In our last annual report (patients diagnosed in 2014), we made recommendations that lung cancer services should set out to achieve, covering data quality, process of care and treatment. Below we report the overall national performance (England, Wales, Guernsey) against these measures. Scotland does not provide individual patient data and therefore is not included in this overall measurement.
More detailed results are reported in the key findings and recommendations section of the annual report.
- This report covers patients with lung cancer first diagnosed in 2015, and includes 36,025 patients in England, 2,207 in Wales, 37 in Guernsey and 4,884 in Scotland.
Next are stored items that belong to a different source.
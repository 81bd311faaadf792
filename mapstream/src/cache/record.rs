//! Per-tile streaming state.

use std::sync::atomic::{AtomicBool, AtomicU32, AtomicU64, Ordering};

use bytes::Bytes;
use parking_lot::{Mutex, RwLock, RwLockReadGuard, RwLockWriteGuard};

use super::DatasetKind;
use crate::codec::DecodeSession;
use crate::coord::TileKey;
use crate::elevation::{ElevationGrid, ElevationMesh};
use crate::pool::PoolSlot;

/// Download state of one (tile, dataset) stream.
#[derive(Debug, Clone, Default)]
pub enum StreamState {
    /// Nothing requested yet, or invalidated back for re-download.
    #[default]
    NotRequested,
    /// A download is in flight. At most one per (tile, dataset), enforced
    /// by the transition in [`DatasetStream::begin_download`].
    Downloading,
    /// Raw stream bytes are resident and ready for the decoder.
    Downloaded(Bytes),
    /// The last download failed.
    Failed {
        attempts: u32,
        /// Not-found failures stay failed until the record ages out;
        /// transient ones reset on the retry window.
        not_found: bool,
    },
}

/// State machine plus decode bookkeeping for one dataset of one tile.
#[derive(Debug, Default)]
pub struct DatasetStream {
    state: Mutex<StreamState>,
    /// Next tier the decoder will produce. Monotonic except for eviction
    /// rollback and invalidation.
    decode_cursor: AtomicU32,
    /// Tier count learned from the stream header; 0 until known.
    total_tiers: AtomicU32,
    /// Set when a decode attempt failed without consuming the stream
    /// (scratch exhaustion, pool still full after eviction). The stream
    /// sits out decode selection until the retry window clears it.
    decode_deferred: AtomicBool,
}

impl DatasetStream {
    /// Current state, cloned. `Downloaded` payloads clone cheaply.
    pub fn state(&self) -> StreamState {
        self.state.lock().clone()
    }

    /// `NotRequested` -> `Downloading`. Returns false when the stream is in
    /// any other state, keeping downloads single-flight.
    pub fn begin_download(&self) -> bool {
        let mut state = self.state.lock();
        if matches!(*state, StreamState::NotRequested) {
            *state = StreamState::Downloading;
            true
        } else {
            false
        }
    }

    /// Whether a download would start if this stream were selected.
    pub fn wants_download(&self) -> bool {
        matches!(*self.state.lock(), StreamState::NotRequested)
    }

    /// Stores downloaded bytes.
    pub fn complete_download(&self, bytes: Bytes) {
        *self.state.lock() = StreamState::Downloaded(bytes);
        self.decode_deferred.store(false, Ordering::Release);
    }

    /// Records a failure, bumping the attempt count.
    pub fn fail_download(&self, not_found: bool) {
        let mut state = self.state.lock();
        let attempts = match *state {
            StreamState::Failed { attempts, .. } => attempts + 1,
            _ => 1,
        };
        *state = StreamState::Failed {
            attempts,
            not_found,
        };
    }

    /// True when the stream is failed (either flavor).
    pub fn is_failed(&self) -> bool {
        matches!(*self.state.lock(), StreamState::Failed { .. })
    }

    /// Transient failures become requestable again and deferred decodes
    /// become selectable again; not-found entries stay failed. Returns true
    /// when a reset happened.
    pub fn reset_transient_failure(&self) -> bool {
        let deferred = self.decode_deferred.swap(false, Ordering::AcqRel);
        let mut state = self.state.lock();
        if matches!(
            *state,
            StreamState::Failed {
                not_found: false,
                ..
            }
        ) {
            *state = StreamState::NotRequested;
            true
        } else {
            deferred
        }
    }

    /// Marks the stream failed for this decode attempt; it stays ineligible
    /// until the retry window runs [`Self::reset_transient_failure`].
    pub fn defer_decode(&self) {
        self.decode_deferred.store(true, Ordering::Release);
    }

    /// Throws the stream away entirely, forcing a re-download. Used when
    /// decode hits corruption.
    pub fn invalidate(&self) {
        *self.state.lock() = StreamState::NotRequested;
        self.decode_cursor.store(0, Ordering::Release);
        self.total_tiers.store(0, Ordering::Release);
        self.decode_deferred.store(false, Ordering::Release);
    }

    /// The downloaded bytes, if resident.
    pub fn downloaded(&self) -> Option<Bytes> {
        match &*self.state.lock() {
            StreamState::Downloaded(bytes) => Some(bytes.clone()),
            _ => None,
        }
    }

    pub fn decode_cursor(&self) -> u32 {
        self.decode_cursor.load(Ordering::Acquire)
    }

    pub fn set_decode_cursor(&self, cursor: u32) {
        self.decode_cursor.store(cursor, Ordering::Release);
    }

    /// Tier count, 0 while the header is unparsed.
    pub fn total_tiers(&self) -> u32 {
        self.total_tiers.load(Ordering::Acquire)
    }

    pub fn set_total_tiers(&self, tiers: u32) {
        self.total_tiers.store(tiers, Ordering::Release);
    }

    /// Whether the decoder still has tiers to produce here.
    pub fn wants_decode(&self) -> bool {
        if self.decode_deferred.load(Ordering::Acquire) {
            return false;
        }
        if !matches!(*self.state.lock(), StreamState::Downloaded(_)) {
            return false;
        }
        let total = self.total_tiers();
        total == 0 || self.decode_cursor() < total
    }
}

/// One resident decoded imagery tier.
#[derive(Debug)]
pub struct TierImage {
    pub slot: PoolSlot,
    pub width: usize,
    pub height: usize,
    /// Interleaved sample components per pixel, from the stream header.
    pub components: usize,
}

/// Decoded payloads of one tile, all datasets.
#[derive(Default)]
pub struct DecodedData {
    /// Pool slot per imagery tier, index = tier.
    pub imagery: Vec<Option<TierImage>>,
    /// Live progressive decode session, if one is mid-pyramid.
    pub session: Option<DecodeSession>,
    pub grid: Option<ElevationGrid>,
    pub mesh: Option<ElevationMesh>,
}

/// Full streaming state of one tile.
pub struct TileRecord {
    pub key: TileKey,
    /// Millis since the table epoch of the last consumer request.
    last_request: AtomicU64,
    /// Indexed by `DatasetKind::index`.
    streams: [DatasetStream; 3],
    decoded: RwLock<DecodedData>,
}

impl TileRecord {
    pub fn new(key: TileKey, now_ms: u64) -> Self {
        Self {
            key,
            last_request: AtomicU64::new(now_ms),
            streams: Default::default(),
            decoded: RwLock::new(DecodedData::default()),
        }
    }

    /// The state machine for one dataset.
    pub fn stream(&self, dataset: DatasetKind) -> &DatasetStream {
        &self.streams[dataset.index()]
    }

    /// Stamps the record as just-requested.
    pub fn touch(&self, now_ms: u64) {
        self.last_request.store(now_ms, Ordering::Release);
    }

    pub fn last_request_ms(&self) -> u64 {
        self.last_request.load(Ordering::Acquire)
    }

    /// Read access to the decoded payloads.
    pub fn decoded(&self) -> RwLockReadGuard<'_, DecodedData> {
        self.decoded.read()
    }

    /// Write access for the decode worker and the eviction manager.
    pub fn decoded_mut(&self) -> RwLockWriteGuard<'_, DecodedData> {
        self.decoded.write()
    }

    /// True when a decoded imagery buffer for `tier` is resident.
    pub fn imagery_tier_resident(&self, tier: u32) -> bool {
        self.decoded
            .read()
            .imagery
            .get(tier as usize)
            .is_some_and(|t| t.is_some())
    }

    /// Releases imagery buffers for `from_tier` and everything above,
    /// drops the live session and rolls the decode cursor back. Returns
    /// the number of slots released.
    ///
    /// Tiers below `from_tier` stay resident, so the consumer keeps a
    /// coarse representation while the tile re-refines.
    pub fn clear_imagery_from(&self, from_tier: u32) -> usize {
        let mut decoded = self.decoded.write();
        let mut released = 0;
        for entry in decoded.imagery.iter_mut().skip(from_tier as usize) {
            if entry.take().is_some() {
                released += 1;
            }
        }
        decoded.session = None;
        let stream = self.stream(DatasetKind::Imagery);
        stream.set_decode_cursor(stream.decode_cursor().min(from_tier));
        released
    }
}
//! Tag-tree coding.
//!
//! A tag tree codes a 2D matrix of non-negative integers with minimal bits.
//! Each decode step answers, for one element and one threshold, whether the
//! element's value is greater than or equal to the threshold, refining the
//! decoder's lower bound as a side effect. Thresholds for a given element
//! must never decrease across calls; the established lower bound is
//! monotonic.
//!
//! The tree is a quad-tree: level 0 holds the matrix leaves, each higher
//! level halves both dimensions (rounding up), and every internal node's
//! value is the minimum of its children.

use super::bits::{BitReader, BitWriter};
use super::CodecError;

/// Value meaning "nothing decoded yet" / "not resolved below threshold".
const UNKNOWN: u32 = u32::MAX;

fn level_count(mut w: usize, mut h: usize) -> usize {
    if w == 0 || h == 0 {
        return 0;
    }
    let mut lvls = 1;
    while w != 1 || h != 1 {
        w = (w + 1) >> 1;
        h = (h + 1) >> 1;
        lvls += 1;
    }
    lvls
}

fn level_width(w: usize, k: usize) -> usize {
    (w + (1 << k) - 1) >> k
}

fn node_index(m: usize, n: usize, w: usize, k: usize) -> usize {
    (m >> k) * level_width(w, k) + (n >> k)
}

/// Decoder half of the tag tree.
pub struct TagTreeDecoder {
    w: usize,
    h: usize,
    lvls: usize,
    /// Decoded values per level; `UNKNOWN` until resolved.
    values: Vec<Vec<u32>>,
    /// Per-node threshold state.
    states: Vec<Vec<u32>>,
}

impl TagTreeDecoder {
    /// Creates a decoder for an `h` x `w` matrix.
    pub fn new(h: usize, w: usize) -> Self {
        let lvls = level_count(w, h);
        let mut values = Vec::with_capacity(lvls);
        let mut states = Vec::with_capacity(lvls);
        let (mut lw, mut lh) = (w, h);
        for _ in 0..lvls {
            values.push(vec![UNKNOWN; lw * lh]);
            states.push(vec![0; lw * lh]);
            lw = (lw + 1) >> 1;
            lh = (lh + 1) >> 1;
        }
        Self {
            w,
            h,
            lvls,
            values,
            states,
        }
    }

    /// Decodes information for element `(m, n)` against threshold `t`,
    /// returning the updated value lower bound.
    ///
    /// The bound is exact once it drops below `t`. Thresholds for one
    /// element must be non-decreasing across calls.
    pub fn update(
        &mut self,
        m: usize,
        n: usize,
        t: u32,
        reader: &mut BitReader<'_>,
    ) -> Result<u32, CodecError> {
        debug_assert!(m < self.h && n < self.w);

        let mut k = self.lvls - 1;
        let mut tmin = self.states[k][0];
        let mut idx = node_index(m, n, self.w, k);

        loop {
            let mut ts = self.states[k][idx].max(tmin);
            let mut tv = self.values[k][idx];

            while t > ts {
                if tv >= ts {
                    if reader.read_bit()? == 0 {
                        // Value is known to exceed the current state.
                        ts += 1;
                    } else {
                        // Value equals the current state; node resolved.
                        tv = ts;
                        ts += 1;
                    }
                } else {
                    ts = t;
                    break;
                }
            }

            self.states[k][idx] = ts;
            self.values[k][idx] = tv;

            if k == 0 {
                return Ok(tv);
            }
            tmin = ts.min(tv);
            k -= 1;
            idx = node_index(m, n, self.w, k);
        }
    }

    /// The last established bound for `(m, n)` without consuming bits.
    pub fn value(&self, m: usize, n: usize) -> u32 {
        self.values[0][m * self.w + n]
    }
}

/// Encoder half of the tag tree; emits exactly the bits the decoder reads.
pub struct TagTreeEncoder {
    w: usize,
    h: usize,
    lvls: usize,
    /// True values per level (internal nodes = min of children).
    values: Vec<Vec<u32>>,
    /// Per-node threshold state, mirroring the decoder.
    states: Vec<Vec<u32>>,
}

impl TagTreeEncoder {
    /// Creates an encoder over a row-major `h` x `w` value matrix.
    pub fn new(h: usize, w: usize, leaves: &[u32]) -> Self {
        debug_assert_eq!(leaves.len(), w * h);
        let lvls = level_count(w, h);
        let mut values: Vec<Vec<u32>> = Vec::with_capacity(lvls);
        let mut states = Vec::with_capacity(lvls);

        let (mut lw, mut lh) = (w, h);
        for k in 0..lvls {
            if k == 0 {
                values.push(leaves.to_vec());
            } else {
                let (pw, ph) = (level_width(w, k - 1), level_width(h, k - 1));
                let mut level = vec![UNKNOWN; lw * lh];
                for m in 0..ph {
                    for n in 0..pw {
                        let child = values[k - 1][m * pw + n];
                        let parent = &mut level[(m >> 1) * lw + (n >> 1)];
                        *parent = (*parent).min(child);
                    }
                }
                values.push(level);
            }
            states.push(vec![0; lw * lh]);
            lw = (lw + 1) >> 1;
            lh = (lh + 1) >> 1;
        }

        Self {
            w,
            h,
            lvls,
            values,
            states,
        }
    }

    /// Encodes element `(m, n)` against threshold `t`.
    pub fn encode(&mut self, m: usize, n: usize, t: u32, writer: &mut BitWriter) {
        debug_assert!(m < self.h && n < self.w);

        let mut k = self.lvls - 1;
        let mut tmin = self.states[k][0];
        let mut idx = node_index(m, n, self.w, k);

        loop {
            let mut ts = self.states[k][idx].max(tmin);
            let v = self.values[k][idx];

            while t > ts {
                if v >= ts {
                    // The decoder's bound is still at `ts`; tell it whether
                    // the true value stops here.
                    if v == ts {
                        writer.write_bit(1);
                    } else {
                        writer.write_bit(0);
                    }
                    ts += 1;
                } else {
                    ts = t;
                    break;
                }
            }

            self.states[k][idx] = ts;

            if k == 0 {
                return;
            }
            // Mirror the decoder's knowledge: the value is only visible to
            // it once resolved strictly below the state.
            let tv = if v < ts { v } else { UNKNOWN };
            tmin = ts.min(tv);
            k -= 1;
            idx = node_index(m, n, self.w, k);
        }
    }
}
- The new dataset in England has identified more patients and more treatments, but has also identified issues with local completion and submission of performance status and lung cancer nurse specialist data.
- Incorrect or incomplete local completion and submission of the ‘place first seen’ field has created some difficulties in allocating patients to the correct trust in England, and so the data for individual organisations should be viewed in context.
- Measures of survival show encouraging improvements, with 1-year survival measured at 38% for this cohort, compared with 31% for the 2010 audit.
- Pathological confirmation rates have risen to 72% overall (although falling short of the target of 75%), and it is very pleasing that the proportion of lung cancers that are not precisely pathologically subtyped has fallen further to 11%.
- Inclusion of other sources of data (HES, SACT and RTDS) has revealed more treatments, such that anticancer treatment was given to 60% of patients overall, meeting the previous target of 60%.
- The proportion of patients undergoing surgery has risen, reaching 16.8% in patients with non-small-cell lung cancer (NSCLC).
- There has been a significant rise to 64% in the proportion of patients with NSCLC (advanced stage and performance status 0–1) who receive chemotherapy.
There remains wide and unacceptable variation in standards of care between organisations.